Paul Cournoyer se prépare pour la 45e édition du Festival international de la chanson de Granby. 

Depuis sa victoire au Chant’Ouest 2012, où il a remporté le Prix Mercure ex aequo avec l’artiste Sylvie Walker de la Saskatchewan, Paul Cournoyer sait qu’il est sélectionné pour le Festival international de la chanson de Granby. 

 

Le prestigieux concours approche à grands pas. L’auteur-compositeur-interprète sera dans la ville québécoise le 25 aout prochain, pour quelques jours de formation avant son spectacle en demi-finale devant le jury, le soir du 4 septembre. Paul Cournoyer espère conquérir les jurés avec trois de ses compositions originales pour se rendre à la finale, le 14 septembre, et tenter de remporter le concours ainsi que plusieurs bourses. 

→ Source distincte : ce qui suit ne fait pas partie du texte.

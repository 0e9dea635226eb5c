pub use chip8::Chip8;
pub use constants::CLOCK_SPEED;
pub use error::Error;

mod chip8;
pub mod constants;
mod error;
mod instruction;
mod operations;
pub mod state;
use std::error::Error;
use std::fs::File;
use std::io::BufReader;
use std::path::Path;
use std::time::{Duration, Instant};

use sdl2::event::Event;
use sdl2::keyboard::Keycode;

use chip8_core::{Chip8, CLOCK_SPEED};
use chip8_display::Display;

use crate::beeper::{Beeper, MuteBeeper, SdlBeeper};
use crate::keymap::keymap;

/// Drive an emulation session to completion.
///
/// Everything is strictly sequenced on this thread: one machine step,
/// then a render if the core flagged a redraw, then the sound edge, then
/// input, then the pacing sleep. A decode fault from the core halts the
/// session and propagates out.
pub fn run(rom: &Path, mute: bool, scale: u32) -> Result<(), Box<dyn Error>> {
    let mut chip8 = Chip8::new();

    let file = File::open(rom)?;
    let mut reader = BufReader::new(file);
    chip8.load_program(&mut reader)?;

    // Get SDL2 context
    let sdl = sdl2::init()?;
    let mut display = Display::new(&sdl, scale)?;
    let mut beeper: Box<dyn Beeper> = if mute {
        Box::new(MuteBeeper)
    } else {
        Box::new(SdlBeeper::new(&sdl)?)
    };
    let mut events = sdl.event_pump()?;

    // Set initial timing
    let cycle_time = Duration::from_nanos(CLOCK_SPEED);
    let mut last_cycle = Instant::now();

    // The sound timer level after the previous step, for edge detection
    let mut sound_was_active = false;

    'event: loop {
        chip8.step()?;

        // If the core flagged a redraw, take the frame and render it
        if let Some(frame) = chip8.take_frame() {
            display.render(&frame)?;
        }

        // Start the tone when the sound timer comes up, stop it the
        // moment the timer runs out
        let sound_active = chip8.sound_active();
        if sound_active && !sound_was_active {
            beeper.start_tone();
        } else if !sound_active && sound_was_active {
            beeper.stop_tone();
        }
        sound_was_active = sound_active;

        // Handle input
        for event in events.poll_iter() {
            match event {
                Event::Quit { .. }
                | Event::KeyDown {
                    keycode: Some(Keycode::Escape),
                    ..
                } => break 'event,
                Event::KeyDown {
                    keycode: Some(key), ..
                } => {
                    if let Some(kc) = keymap(key) {
                        chip8.key_press(kc);
                    }
                }
                Event::KeyUp {
                    keycode: Some(key), ..
                } => {
                    if let Some(kc) = keymap(key) {
                        chip8.key_release(kc);
                    }
                }
                _ => continue,
            }
        }

        // Handle timing
        let elapsed = last_cycle.elapsed();
        if cycle_time > elapsed {
            std::thread::sleep(cycle_time - elapsed);
        }
        last_cycle = Instant::now();
    }

    Ok(())
}
use sdl2::audio::{AudioCallback, AudioDevice, AudioSpecDesired};

const TONE_HZ: f32 = 440.0;
const SAMPLE_RATE: i32 = 44_100;

/// The audio collaborator. The event loop tells it when the sound timer
/// comes up and when it runs out; everything about tone generation and
/// device lifetime stays in here.
pub trait Beeper {
    fn start_tone(&mut self);
    fn stop_tone(&mut self);
}

/// A beeper that never makes a sound, for `--mute`.
pub struct MuteBeeper;

impl Beeper for MuteBeeper {
    fn start_tone(&mut self) {}
    fn stop_tone(&mut self) {}
}

struct SquareWave {
    phase_inc: f32,
    phase: f32,
    volume: f32,
}

impl AudioCallback for SquareWave {
    type Channel = f32;

    fn callback(&mut self, out: &mut [f32]) {
        for sample in out.iter_mut() {
            *sample = if self.phase <= 0.5 {
                self.volume
            } else {
                -self.volume
            };
            self.phase = (self.phase + self.phase_inc) % 1.0;
        }
    }
}

/// A beeper that plays a square-wave tone through an SDL2 audio device.
/// The device starts paused; start/stop just resume and pause it.
pub struct SdlBeeper {
    device: AudioDevice<SquareWave>,
}

impl SdlBeeper {
    pub fn new(sdl: &sdl2::Sdl) -> Result<Self, String> {
        let audio = sdl.audio()?;
        let spec = AudioSpecDesired {
            freq: Some(SAMPLE_RATE),
            channels: Some(1),
            samples: None,
        };
        let device = audio.open_playback(None, &spec, |spec| SquareWave {
            phase_inc: TONE_HZ / spec.freq as f32,
            phase: 0.0,
            volume: 0.25,
        })?;

        Ok(SdlBeeper { device })
    }
}

impl Beeper for SdlBeeper {
    fn start_tone(&mut self) {
        self.device.resume();
    }

    fn stop_tone(&mut self) {
        self.device.pause();
    }
}
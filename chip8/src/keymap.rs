use sdl2::keyboard::Keycode;

/// # Keymap
/// Chip-8 input is a hexadecimal keypad laid out as a 4x4 grid. The grid
/// maps onto the left four columns of a QWERTY keyboard:
/// ```text
/// |1|2|3|C|      |1|2|3|4|
/// |4|5|6|D|  ->  |Q|W|E|R|
/// |7|8|9|E|  ->  |A|S|D|F|
/// |A|0|B|F|      |Z|X|C|V|
/// ```
/// Keys outside the grid map to `None` and are left to the caller.
pub fn keymap(key: Keycode) -> Option<u8> {
    match key {
        Keycode::Num1 => Some(0x1),
        Keycode::Num2 => Some(0x2),
        Keycode::Num3 => Some(0x3),
        Keycode::Num4 => Some(0xC),
        Keycode::Q => Some(0x4),
        Keycode::W => Some(0x5),
        Keycode::E => Some(0x6),
        Keycode::R => Some(0xD),
        Keycode::A => Some(0x7),
        Keycode::S => Some(0x8),
        Keycode::D => Some(0x9),
        Keycode::F => Some(0xE),
        Keycode::Z => Some(0xA),
        Keycode::X => Some(0x0),
        Keycode::C => Some(0xB),
        Keycode::V => Some(0xF),
        _ => None,
    }
}
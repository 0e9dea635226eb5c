use std::io;

/// Faults that abort session start (loading) or a single execution step.
///
/// Loading faults are fatal to the session. `UnknownInstruction` and the
/// stack faults are fatal to the step that raised them; the state is left
/// as it was before the step, so the caller decides whether to halt
/// (recommended) or inspect.
#[derive(Debug, thiserror::Error)]
pub enum Error {
    /// The program image doesn't fit between the load offset and the end
    /// of memory.
    #[error("program image is {size} bytes, the maximum is 3584")]
    ProgramTooLarge { size: usize },

    /// The program image source could not be read.
    #[error("failed to read program image")]
    Io(#[from] io::Error),

    /// The word at the program counter matches no instruction pattern.
    /// Either the program is corrupt or the program counter landed in data.
    #[error("unknown instruction {opcode:#06X}")]
    UnknownInstruction { opcode: u16 },

    /// A subroutine return was executed with an empty call stack.
    #[error("subroutine return with an empty call stack")]
    StackUnderflow,

    /// A subroutine call was executed with all 16 stack slots in use.
    #[error("subroutine call nesting exceeds the stack depth")]
    StackOverflow,
}
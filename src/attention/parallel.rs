//! Multi-head attention with heads computed concurrently.

use rand::Rng;
use rayon::prelude::*;

use super::head;
use super::weights::{WeightInit, WeightSet};
use super::Attention;
use crate::config::AttentionConfig;
use crate::error::Result;
use crate::rng::rng_from_env;

/// Same pipeline as [`NaiveAttention`](super::NaiveAttention), with the
/// per-head stage spread over the rayon pool.
///
/// Each head still runs scores, softmax and the weighted sum in order, and all
/// heads are materialised before concatenation, so for equal weights the
/// output matches the naive engine.
#[derive(Debug, Clone)]
pub struct ParallelAttention {
    config: AttentionConfig,
    weights: WeightSet,
}

impl ParallelAttention {
    pub const NAME: &'static str = "ParallelAttention";

    pub fn create(seq_len: i64, d_model: i64, num_heads: i64) -> Result<Self> {
        let config = AttentionConfig::new(seq_len, d_model, num_heads)?;
        Ok(Self::with_rng(config, &WeightInit::default(), &mut rng_from_env()))
    }

    pub fn with_rng<R: Rng + ?Sized>(config: AttentionConfig, init: &WeightInit, rng: &mut R) -> Self {
        let weights = WeightSet::random(config.d_model(), init, rng);
        log::debug!(
            "{} init seq_len={} d_model={} num_heads={} threads={}",
            Self::NAME,
            config.seq_len(),
            config.d_model(),
            config.num_heads(),
            rayon::current_num_threads()
        );
        Self { config, weights }
    }

    pub fn with_weights(config: AttentionConfig, weights: WeightSet) -> Result<Self> {
        weights.validate(config.d_model())?;
        Ok(Self { config, weights })
    }

    pub fn weights(&self) -> &WeightSet {
        &self.weights
    }
}

impl Attention for ParallelAttention {
    fn config(&self) -> &AttentionConfig {
        &self.config
    }

    fn name(&self) -> &str {
        Self::NAME
    }

    fn forward(&self, input: &[f32]) -> Result<Vec<f32>> {
        self.validate_input(input)?;
        let projections = head::project_qkv(&self.weights, &self.config, input)?;
        let heads = (0..self.config.num_heads())
            .into_par_iter()
            .map(|h| head::attend_head(&projections, &self.config, h))
            .collect::<Result<Vec<_>>>()?;
        head::concat_and_project(&self.weights, &self.config, &heads)
    }
}
//! Projection weights owned by an attention engine.

use rand::Rng;
use serde::{Deserialize, Serialize};
use std::fs;
use std::path::Path;

use crate::error::{AttentionError, Result};
use crate::rng::random_matrix;

/// How fresh weights are drawn.
///
/// The default draws every projection matrix uniformly from `[-0.1, 0.1)` and
/// zero-initialises all four biases.
#[derive(Debug, Clone, Copy, PartialEq)]
pub struct WeightInit {
    /// Half-width of the uniform range.
    pub range: f32,
    /// Whether bias vectors are present.
    pub bias: bool,
}

impl Default for WeightInit {
    fn default() -> Self {
        Self {
            range: 0.1,
            bias: true,
        }
    }
}

/// The four `[d_model, d_model]` projections and their optional biases,
/// stored row-major so that `Q = X * w_q + b_q`.
#[derive(Debug, Clone, PartialEq, Serialize, Deserialize)]
pub struct WeightSet {
    pub d_model: usize,
    pub w_q: Vec<f32>,
    pub w_k: Vec<f32>,
    pub w_v: Vec<f32>,
    pub w_o: Vec<f32>,
    #[serde(default)]
    pub b_q: Option<Vec<f32>>,
    #[serde(default)]
    pub b_k: Option<Vec<f32>>,
    #[serde(default)]
    pub b_v: Option<Vec<f32>>,
    #[serde(default)]
    pub b_o: Option<Vec<f32>>,
}

impl WeightSet {
    pub fn random<R: Rng + ?Sized>(d_model: usize, init: &WeightInit, rng: &mut R) -> Self {
        let range = init.range.abs();
        let w_q = random_matrix(&mut *rng, d_model, d_model, -range, range);
        let w_k = random_matrix(&mut *rng, d_model, d_model, -range, range);
        let w_v = random_matrix(&mut *rng, d_model, d_model, -range, range);
        let w_o = random_matrix(&mut *rng, d_model, d_model, -range, range);
        let bias = || init.bias.then(|| vec![0.0; d_model]);
        Self {
            d_model,
            w_q,
            w_k,
            w_v,
            w_o,
            b_q: bias(),
            b_k: bias(),
            b_v: bias(),
            b_o: bias(),
        }
    }

    /// Identity projections without biases; the engine then attends directly
    /// over its input.
    pub fn identity(d_model: usize) -> Self {
        let mut eye = vec![0.0; d_model * d_model];
        for i in 0..d_model {
            eye[i * d_model + i] = 1.0;
        }
        Self {
            d_model,
            w_q: eye.clone(),
            w_k: eye.clone(),
            w_v: eye.clone(),
            w_o: eye,
            b_q: None,
            b_k: None,
            b_v: None,
            b_o: None,
        }
    }

    /// Checks that every matrix is `d_model x d_model` and every present bias
    /// has `d_model` elements.
    pub fn validate(&self, d_model: usize) -> Result<()> {
        if self.d_model != d_model {
            return Err(AttentionError::Weights {
                reason: format!("weights built for d_model {}, engine has {d_model}", self.d_model),
            });
        }
        let matrices = [
            ("w_q", &self.w_q),
            ("w_k", &self.w_k),
            ("w_v", &self.w_v),
            ("w_o", &self.w_o),
        ];
        for (name, m) in matrices {
            if m.len() != d_model * d_model {
                return Err(AttentionError::Weights {
                    reason: format!(
                        "{name} has {} elements, expected {d_model}x{d_model}",
                        m.len()
                    ),
                });
            }
        }
        let biases = [
            ("b_q", &self.b_q),
            ("b_k", &self.b_k),
            ("b_v", &self.b_v),
            ("b_o", &self.b_o),
        ];
        for (name, b) in biases {
            if let Some(b) = b {
                if b.len() != d_model {
                    return Err(AttentionError::Weights {
                        reason: format!("{name} has {} elements, expected {d_model}", b.len()),
                    });
                }
            }
        }
        Ok(())
    }

    pub fn save(&self, path: impl AsRef<Path>) -> Result<()> {
        let json = serde_json::to_string(self)?;
        fs::write(path, json)?;
        Ok(())
    }

    pub fn load(path: impl AsRef<Path>) -> Result<Self> {
        let content = fs::read_to_string(path)?;
        Ok(serde_json::from_str(&content)?)
    }
}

Le contrebassiste a bien hâte de créer des liens avec les 23 autres demi-finalistes. « Tout le monde suit un peu le même chemin. On provient tous d’un endroit différent et on va tous finir dans un endroit différent, mais on se croise à Granby », se réjouit-il. Le jeune homme y voit des possibilités d’apprentissage, de création et de collaboration. 

 

Paul Cournoyer prévoit profiter de ce moment pour se familiariser avec le côté bizness du métier, avec les relationnistes et les gérants. « Ça va me donner un aperçu d’une industrie musicale francophone à plus grand public, l’industrie québécoise. » Il espère qu’après cette expérience, il saura si oui ou non le Québec est un endroit pour sa musique. 

 

« Le concours est une étape. C’est l’un des chemins que l’on peut prendre, mais de gagner ou non ne va pas changer complètement une carrière », estime le musicien. Selon lui, son expérience à Granby va lui permettre de se développer encore plus en tant qu’artiste pour être en mesure de produire un album sincère d’ici trois ans.

 

 « Je commence à vraiment trouver ma voix, dit-il. J’ai de nouvelles chansons, toujours en chantier, qui représentent bien le son de l’artiste Paul Cournoyer. »  Ce dernier se décrit comme un chansonnier indie pop. D’ailleurs, depuis le début de l’année, le Franco-Albertain plonge à fond dans l’univers de la chanson française, découvrant les classiques comme Jacques Brel et Georges Brassens. 

 

C’est au secondaire que Paul Cournoyer débute à la basse électrique avant de se tourner vers la contrebasse, son instrument de prédilection aujourd’hui. L’expérience polyfonik23 a été un élément déclencheur dans sa carrière, puisqu’il y a réalisé, avec l’aide de ses mentors,  l’importance des mots et du message dans les chansons. 

 

« Ce n’est pas qu’un texte, ce n’est pas que de la musique et ce n’est pas qu’une interprétation. C’est un ensemble qu’il faut délivrer all in one », a appris l’étudiant en jazz et musique contemporaine à l’Université MacEwan. 

 

À court terme, l’objectif est un album démo de quatre titres de ses compositions originales. Comme il prévoit prendre une année sabbatique à mi-chemin de son baccalauréat, le contrebassiste vise à étendre ses horizons pour jouer ailleurs dans l’ouest et peut-être se tremper les pieds à Montréal. « Ça va être une réflexion intérieure sur ce que je fais, pour retourner à l’école l’année d’après avec des questions et de l’expérience », assure-t-il.

 

En parallèle de sa carrière solo, le projet duo de Paul Cournoyer avec Stéphanie Blais va bon train. Post Script a récemment enregistrer 3 chansons et s’apprête à les dévoiler au public lors du lancement de cet album démo le 16 aout à la galerie Daffodil.